When a patient attends with dental pain and/or dental abscess, it is important to do a full set of observations, and as well as a good history, the following questions should be asked:

  • Any difficulty with breathing, or difficulty with drooling saliva?
  • Medical history
  • Has the patient got a current dentist?
  • Any difficulty with mouth opening?
  • Any swellings?
  • Any voice changes?
  • Any restriction on eye opening?
  • Any bad taste (associated with the drainage of pus into the mouth)?

Patients may often confuse dental pain with a dental abscess, and may describe a swelling sensation (although there may in fact be no swelling). Also patients may report not being able to chew due to dental pain as not being able to swallow, and a good way to further enquire about this is whether the patient has been able to swallow fluids.

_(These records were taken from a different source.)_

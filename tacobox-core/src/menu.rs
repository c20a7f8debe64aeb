//! Menu configuration: catalog, steps and selection policy bundled together.
use serde::{Deserialize, Serialize};
use std::fmt;
use std::str::FromStr;

use crate::catalog::{Catalog, CatalogItem};
use crate::error::MenuError;
use crate::selection::SelectionMode;
use crate::steps::{Step, StepSequence};

const CLASSIC_MENU_DATA: &str = include_str!("../assets/menus/classic.json");
const TACOS_MENU_DATA: &str = include_str!("../assets/menus/tacos.json");

/// Built-in menus shipped with the crate.
#[derive(Debug, Clone, Copy, PartialEq, Eq, Hash, Serialize, Deserialize)]
#[serde(rename_all = "snake_case")]
pub enum MenuId {
    /// One category per step, quantities collected through the detail prompt.
    Classic,
    /// Every step shows the full tacos range, tapping toggles membership.
    Tacos,
}

impl MenuId {
    pub const ALL: [Self; 2] = [Self::Classic, Self::Tacos];

    #[must_use]
    pub const fn key(self) -> &'static str {
        match self {
            Self::Classic => "classic",
            Self::Tacos => "tacos",
        }
    }

    const fn source(self) -> &'static str {
        match self {
            Self::Classic => CLASSIC_MENU_DATA,
            Self::Tacos => TACOS_MENU_DATA,
        }
    }
}

impl fmt::Display for MenuId {
    fn fmt(&self, f: &mut fmt::Formatter<'_>) -> fmt::Result {
        f.write_str(self.key())
    }
}

impl FromStr for MenuId {
    type Err = String;

    fn from_str(s: &str) -> Result<Self, Self::Err> {
        match s.trim().to_ascii_lowercase().as_str() {
            "classic" => Ok(Self::Classic),
            "tacos" => Ok(Self::Tacos),
            other => Err(format!("unknown menu `{other}`")),
        }
    }
}

/// Raw JSON shape of a menu before validation.
#[derive(Debug, Clone, Deserialize)]
struct MenuDocument {
    id: String,
    name: String,
    #[serde(default)]
    selection_mode: SelectionMode,
    steps: Vec<Step>,
    items: Vec<CatalogItem>,
}

/// Validated menu. Immutable once built.
#[derive(Debug, Clone, PartialEq, Eq, Serialize)]
pub struct Menu {
    id: String,
    name: String,
    selection_mode: SelectionMode,
    steps: StepSequence,
    catalog: Catalog,
}

impl Menu {
    /// Assemble a menu, checking that every step is bound to a category with items.
    ///
    /// # Errors
    ///
    /// Returns a [`MenuError`] describing the first violated invariant.
    pub fn new(
        id: impl Into<String>,
        name: impl Into<String>,
        selection_mode: SelectionMode,
        steps: Vec<Step>,
        items: Vec<CatalogItem>,
    ) -> Result<Self, MenuError> {
        let catalog = Catalog::new(items)?;
        let steps = StepSequence::new(steps)?;
        if let Some(step) = steps.iter().find(|s| !catalog.has_category(&s.category)) {
            return Err(MenuError::UnboundCategory {
                ordinal: step.ordinal,
                category: step.category.clone(),
            });
        }
        Ok(Self {
            id: id.into(),
            name: name.into(),
            selection_mode,
            steps,
            catalog,
        })
    }

    /// Load a menu from a JSON document.
    ///
    /// # Errors
    ///
    /// Returns an error if the JSON is malformed or the menu is invalid.
    pub fn from_json(json: &str) -> Result<Self, MenuError> {
        let doc: MenuDocument = serde_json::from_str(json)?;
        Self::new(doc.id, doc.name, doc.selection_mode, doc.steps, doc.items)
    }

    /// Load one of the compiled-in menus.
    ///
    /// # Errors
    ///
    /// Returns an error only if the bundled asset is invalid.
    pub fn builtin(id: MenuId) -> Result<Self, MenuError> {
        Self::from_json(id.source())
    }

    #[must_use]
    pub fn id(&self) -> &str {
        &self.id
    }

    #[must_use]
    pub fn name(&self) -> &str {
        &self.name
    }

    #[must_use]
    pub const fn selection_mode(&self) -> SelectionMode {
        self.selection_mode
    }

    #[must_use]
    pub const fn steps(&self) -> &StepSequence {
        &self.steps
    }

    #[must_use]
    pub const fn catalog(&self) -> &Catalog {
        &self.catalog
    }
}

#[cfg(test)]
mod tests {
    use super::*;

    #[test]
    fn builtin_menus_load() {
        for id in MenuId::ALL {
            let menu = Menu::builtin(id).unwrap();
            assert_eq!(menu.id(), id.key());
            assert_eq!(menu.steps().len(), 5);
            assert_eq!(menu.catalog().len(), 9);
        }
    }

    #[test]
    fn builtin_modes_differ() {
        assert_eq!(
            Menu::builtin(MenuId::Classic).unwrap().selection_mode(),
            SelectionMode::Quantified
        );
        assert_eq!(
            Menu::builtin(MenuId::Tacos).unwrap().selection_mode(),
            SelectionMode::PresenceOnly
        );
    }

    #[test]
    fn selection_mode_defaults_to_quantified() {
        let json = r#"{
            "id": "mini",
            "name": "Mini",
            "steps": [{ "ordinal": 1, "title": "Viande", "subtitle": "Choisis ta", "category": "viande" }],
            "items": [{ "id": "1", "name": "Boeuf", "price_cents": 300, "category": "viande" }]
        }"#;
        let menu = Menu::from_json(json).unwrap();
        assert_eq!(menu.selection_mode(), SelectionMode::Quantified);
        assert_eq!(menu.catalog().items()[0].image.key(), "");
    }

    #[test]
    fn step_bound_to_empty_category_is_rejected() {
        let json = r#"{
            "id": "broken",
            "name": "Broken",
            "steps": [{ "ordinal": 1, "title": "Desserts", "subtitle": "Choisis tes", "category": "desserts" }],
            "items": [{ "id": "1", "name": "Boeuf", "price_cents": 300, "category": "viande" }]
        }"#;
        let err = Menu::from_json(json).unwrap_err();
        assert!(matches!(err, MenuError::UnboundCategory { ordinal: 1, .. }));
    }

    #[test]
    fn malformed_json_is_a_parse_error() {
        assert!(matches!(
            Menu::from_json("{ not json"),
            Err(MenuError::Parse(_))
        ));
    }

    #[test]
    fn negative_price_fails_to_parse() {
        let json = r#"{
            "id": "neg", "name": "Neg",
            "steps": [{ "ordinal": 1, "title": "A", "subtitle": "B", "category": "c" }],
            "items": [{ "id": "1", "name": "X", "price_cents": -5, "category": "c" }]
        }"#;
        assert!(matches!(Menu::from_json(json), Err(MenuError::Parse(_))));
    }

    #[test]
    fn menu_id_parses_case_insensitively() {
        assert_eq!("Tacos".parse::<MenuId>(), Ok(MenuId::Tacos));
        assert!("sushi".parse::<MenuId>().is_err());
    }
}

Warning signs to look out for are:

  • Patients with a raised floor of mouth
  • Patients drooling, with difficulty swallowing and/or talking
  • Patients with “hot potato voice”, or alteration to voice
  • Patients who are having difficulty opening the eye
  • Patients who are febrile, tachycardia, tachypnoea, hypotensive. It should be noted it is exceedingly rare to get sepsis from a dental origin
  • Erythema associated with the dental abscess spreading down the neck and towards the mediastinum

It is important to examine the patient, feeling for raised lymph nodes, and palpating abscesses. The floor of mouth should be soft, and not firm/raised. Any draining sinuses should be noted, and pressure applied to suspicious teeth. Teeth causing abscesses will generally be tender to touch.